Verified step by step guidance1
Understand the process of oxidative phosphorylation: Oxidative phosphorylation is a metabolic pathway that uses energy released by the oxidation of nutrients to produce adenosine triphosphate (ATP). This process occurs in the mitochondria and involves the electron transport chain, where electrons are transferred through a series of complexes to molecular oxygen, forming water.

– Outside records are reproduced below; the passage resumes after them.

//! Postgres-backed repository implementations.

mod util;
mod words;

pub use util::map_sqlx_error;

use std::sync::Arc;

use sqlx::{
    postgres::{PgPool, PgPoolOptions},
    query,
};

#[derive(Clone)]
pub struct PostgresRepositories {
    pool: Arc<PgPool>,
}

impl PostgresRepositories {
    pub fn new(pool: PgPool) -> Self {
        Self {
            pool: Arc::new(pool),
        }
    }

    pub fn pool(&self) -> &PgPool {
        &self.pool
    }

    pub async fn connect(url: &str, max_connections: u32) -> Result<PgPool, sqlx::Error> {
        PgPoolOptions::new()
            .max_connections(max_connections)
            .connect(url)
            .await
    }

    pub async fn run_migrations(pool: &PgPool) -> Result<(), sqlx::Error> {
        sqlx::migrate!("./migrations")
            .run(pool)
            .await
            .map_err(Into::into)
    }

    pub async fn health_check(&self) -> Result<(), sqlx::Error> {
        query("SELECT 1").execute(self.pool()).await.map(|_| ())
    }
}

Recognize the role of the electron transport chain: The electron transport chain creates a proton gradient across the mitochondrial inner membrane by pumping protons from the mitochondrial matrix to the intermembrane space. This gradient creates an electrochemical potential difference, which is used by ATP synthase to synthesize ATP from ADP and inorganic phosphate.
Learn about uncoupling proteins: Uncoupling proteins (UCPs) are found in the mitochondrial inner membrane and can disrupt the proton gradient established by the electron transport chain. They do this by allowing protons to re-enter the mitochondrial matrix without passing through ATP synthase, effectively 'uncoupling' the proton gradient from ATP synthesis.
Explore the function of uncoupling proteins in brown adipose tissue: In brown adipose tissue, uncoupling proteins, particularly UCP1, play a crucial role in thermogenesis. By uncoupling oxidative phosphorylation, these proteins allow for the energy from electron transport to be released as heat rather than being used to synthesize ATP. This process is vital for maintaining body temperature in cold environments.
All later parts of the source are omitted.